FairPrice menetapkan batas pembelian pada Panadol, produk Nurofen setelah lonjakan penjualan untuk obat flu dan pilek

SINGAPURA: Rantai supermarket FairPrice telah memberlakukan batas pembelian pada semua produk Panadol dan Nurofen setelah penjualan obat demam, pilek, dan flu meningkat dalam seminggu terakhir.

Setiap pelanggan hanya dapat membeli hingga empat unit produk Panadol dan Nurofen dalam kombinasi apa pun, kata juru bicara FairPrice pada Jumat (23/12).

Kebijakan ini diterapkan mulai Kamis dan pemberitahuan pelanggan telah dipasang untuk memberi tahu publik, kata juru bicara itu.

Keduanya adalah nama merek populer untuk obat penghilang rasa sakit yang dijual bebas; Panadol mengandung parasetamol sedangkan Nurofen mengandung ibuprofen.

Batas pembelian obat-obatan ini “sejalan” dengan anjuran terbaru Kementerian Kesehatan untuk “membeli secukupnya”, kata juru bicara itu.

“Selain itu, kami juga menawarkan alternatif pengobatan demam, flu, dan pilek dari merek sejenis untuk memastikan bahwa masyarakat memiliki akses terhadap obat-obatan dan produk terkait kesehatan yang mereka butuhkan,” kata FairPrice.

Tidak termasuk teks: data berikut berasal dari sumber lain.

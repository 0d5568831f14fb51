//! File and directory handles.
//!
//! Every handle holds one counted inode reference and a clone of its
//! [`Volume`]; dropping the handle (or calling `close`) gives the inode back
//! to the cache. All mutating operations fail with `WriteProtected`.

use crate::Volume;
use crate::extent::{BlockMapping, resolve};
use crate::inode::{InodeRef, ObjInfo};
use crate::read::{ReadOutcome, read_inode_data};
use serde::{Deserialize, Serialize};
use std::io::SeekFrom;
use std::time::SystemTime;
use tracing::{debug, trace};
use xfsr_error::{Result, XfsError};
use xfsr_types::{FileBlock, InodeNumber, XFS_MAX_NAME_LEN};

/// What `Directory::open` may do when the name is missing or present.
#[derive(Debug, Clone, Copy, PartialEq, Eq, Hash, Serialize, Deserialize)]
pub enum OpenAction {
    /// Open an existing object.
    Open,
    /// Open if present, otherwise create.
    OpenCreate,
    /// Create; fail if present.
    Create,
    /// Create, replacing anything present.
    CreateReplace,
}

/// An opened object of either kind.
#[derive(Debug)]
pub enum VfsObject {
    File(File),
    Directory(Directory),
}

/// One directory entry.
#[derive(Debug, Clone, PartialEq, Eq, Serialize, Deserialize)]
pub struct DirEntry {
    pub name: String,
    pub ino: InodeNumber,
}

// ── File ────────────────────────────────────────────────────────────────────

/// Read-only regular file handle with a byte cursor.
#[derive(Debug)]
pub struct File {
    vol: Volume,
    inode: InodeRef,
    pos: u64,
}

impl File {
    pub(crate) fn new(vol: Volume, inode: InodeRef) -> Self {
        trace!(target: "xfsr::vfs", ino = inode.ino.0, "open file");
        Self { vol, inode, pos: 0 }
    }

    #[must_use]
    pub fn ino(&self) -> InodeNumber {
        self.inode.ino
    }

    /// Read at the cursor; short reads at end of file are flagged, not errors.
    pub fn read(&mut self, buf: &mut [u8]) -> Result<ReadOutcome> {
        self.read_at(self.pos, buf)
    }

    /// Read at `offset`, leaving the cursor just past the bytes read.
    pub fn read_at(&mut self, offset: u64, buf: &mut [u8]) -> Result<ReadOutcome> {
        let out = read_inode_data(&self.vol.inner, &self.inode, offset, buf, true)?;
        self.pos = offset.saturating_add(out.bytes as u64);
        Ok(out)
    }

    /// Fill all of `buf` from `offset`, or fail with `EndOfFile`.
    pub fn read_exact_at(&mut self, offset: u64, buf: &mut [u8]) -> Result<()> {
        let out = read_inode_data(&self.vol.inner, &self.inode, offset, buf, false)?;
        self.pos = offset.saturating_add(out.bytes as u64);
        Ok(())
    }

    /// True when both handles share one cached inode.
    #[must_use]
    pub fn same_inode_as(&self, other: &File) -> bool {
        InodeRef::ptr_eq(&self.inode, &other.inode)
    }

    /// Physical placement of a file block.
    pub fn map_block(&self, block: FileBlock, max_blocks: u64) -> Result<BlockMapping> {
        resolve(&self.vol.inner, &self.inode, block, max_blocks)
    }

    /// Move the cursor; the result may lie past the end of the file.
    pub fn seek(&mut self, pos: SeekFrom) -> Result<u64> {
        let target = match pos {
            SeekFrom::Start(off) => i128::from(off),
            SeekFrom::Current(delta) => i128::from(self.pos) + i128::from(delta),
            SeekFrom::End(delta) => i128::from(self.inode.core.size) + i128::from(delta),
        };
        if target < 0 {
            return Err(XfsError::NegativeSeek);
        }
        self.pos = u64::try_from(target)
            .map_err(|_| XfsError::InvalidArgument(format!("seek target {target} overflows")))?;
        Ok(self.pos)
    }

    #[must_use]
    pub fn tell(&self) -> u64 {
        self.pos
    }

    #[must_use]
    pub fn query_size(&self) -> u64 {
        self.inode.core.size
    }

    #[must_use]
    pub fn query_max_size(&self) -> i64 {
        i64::MAX
    }

    #[must_use]
    pub fn query_info(&self) -> ObjInfo {
        self.inode.info()
    }

    pub fn write(&mut self, _offset: u64, _buf: &[u8]) -> Result<usize> {
        Err(XfsError::WriteProtected)
    }

    pub fn set_size(&mut self, _size: u64) -> Result<()> {
        Err(XfsError::WriteProtected)
    }

    pub fn set_mode(&mut self, _mode: u16) -> Result<()> {
        Err(XfsError::WriteProtected)
    }

    pub fn set_times(&mut self, _atime: Option<SystemTime>, _mtime: Option<SystemTime>) -> Result<()> {
        Err(XfsError::WriteProtected)
    }

    pub fn set_owner(&mut self, _uid: Option<u32>, _gid: Option<u32>) -> Result<()> {
        Err(XfsError::WriteProtected)
    }

    /// Nothing is ever buffered for writing.
    pub fn flush(&mut self) -> Result<()> {
        Ok(())
    }

    pub fn close(self) {
        trace!(target: "xfsr::vfs", ino = self.inode.ino.0, "close file");
    }
}

// ── Directory ───────────────────────────────────────────────────────────────

/// Read-only directory handle.
#[derive(Debug)]
pub struct Directory {
    vol: Volume,
    inode: InodeRef,
    cursor: u64,
    no_more_files: bool,
}

impl Directory {
    pub(crate) fn new(vol: Volume, inode: InodeRef) -> Self {
        trace!(target: "xfsr::vfs", ino = inode.ino.0, "open directory");
        Self {
            vol,
            inode,
            cursor: 0,
            no_more_files: false,
        }
    }

    #[must_use]
    pub fn ino(&self) -> InodeNumber {
        self.inode.ino
    }

    /// Entry lookup. Directory entry formats are not decoded, so no name
    /// resolves.
    fn lookup(&self, name: &str) -> Option<InodeNumber> {
        debug!(
            target: "xfsr::vfs",
            event = "lookup",
            dir = self.inode.ino.0,
            format = self.inode.core.data_fork.format_name(),
            name
        );
        None
    }

    /// Open `name` inside this directory.
    pub fn open(&self, name: &str, action: OpenAction) -> Result<VfsObject> {
        if !matches!(action, OpenAction::Open | OpenAction::OpenCreate) {
            return Err(XfsError::WriteProtected);
        }
        if name.len() > XFS_MAX_NAME_LEN {
            return Err(XfsError::FilenameTooLong);
        }
        let ino = self
            .lookup(name)
            .ok_or_else(|| XfsError::NotFound(name.to_owned()))?;
        self.vol.open_by_inode(ino)
    }

    pub fn open_symlink(&self, name: &str) -> Result<VfsObject> {
        Err(XfsError::NotSupported(format!("symlink {name:?}")))
    }

    pub fn create_dir(&self, _name: &str) -> Result<Directory> {
        Err(XfsError::WriteProtected)
    }

    pub fn create_symlink(&self, _name: &str, _target: &str) -> Result<()> {
        Err(XfsError::WriteProtected)
    }

    pub fn unlink(&self, _name: &str) -> Result<()> {
        Err(XfsError::WriteProtected)
    }

    pub fn rename(&self, _from: &str, _to: &str) -> Result<()> {
        Err(XfsError::WriteProtected)
    }

    pub fn set_mode(&mut self, _mode: u16) -> Result<()> {
        Err(XfsError::WriteProtected)
    }

    pub fn set_times(&mut self, _atime: Option<SystemTime>, _mtime: Option<SystemTime>) -> Result<()> {
        Err(XfsError::WriteProtected)
    }

    pub fn set_owner(&mut self, _uid: Option<u32>, _gid: Option<u32>) -> Result<()> {
        Err(XfsError::WriteProtected)
    }

    /// Restart enumeration from the first entry.
    pub fn rewind(&mut self) {
        self.cursor = 0;
        self.no_more_files = false;
    }

    /// Next entry. Enumeration past the end is `NoMoreFiles`; entry decoding
    /// itself is not implemented.
    pub fn read_dir(&mut self) -> Result<DirEntry> {
        if self.no_more_files || self.cursor >= self.inode.core.size {
            self.no_more_files = true;
            return Err(XfsError::NoMoreFiles);
        }
        Err(XfsError::NotImplemented(format!(
            "{} directory entries",
            self.inode.core.data_fork.format_name()
        )))
    }

    #[must_use]
    pub fn query_info(&self) -> ObjInfo {
        self.inode.info()
    }

    pub fn close(self) {
        trace!(target: "xfsr::vfs", ino = self.inode.ino.0, "close directory");
    }
}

“Kami mendesak pelanggan untuk hanya membeli apa yang mereka butuhkan untuk penggunaan pribadi mereka.”

Menanggapi pertanyaan CNA, FairPrice mengatakan produk Panadol dan Nurofen masih tersedia, tergantung ketersediaan stok di berbagai toko.

Batas pembelian diberlakukan untuk memastikan sebanyak mungkin pembeli dapat memiliki akses ke obat tersebut, katanya, seraya menambahkan bahwa staf FairPrice akan memberlakukan pembatasan tersebut.

“Kami meminta pelanggan mematuhi batasan yang ditetapkan.”

Juru bicara itu mengatakan bahwa penjualan alat tes antigen cepat COVID-19 dan masker wajah juga mencatat “peningkatan kecil” minggu lalu.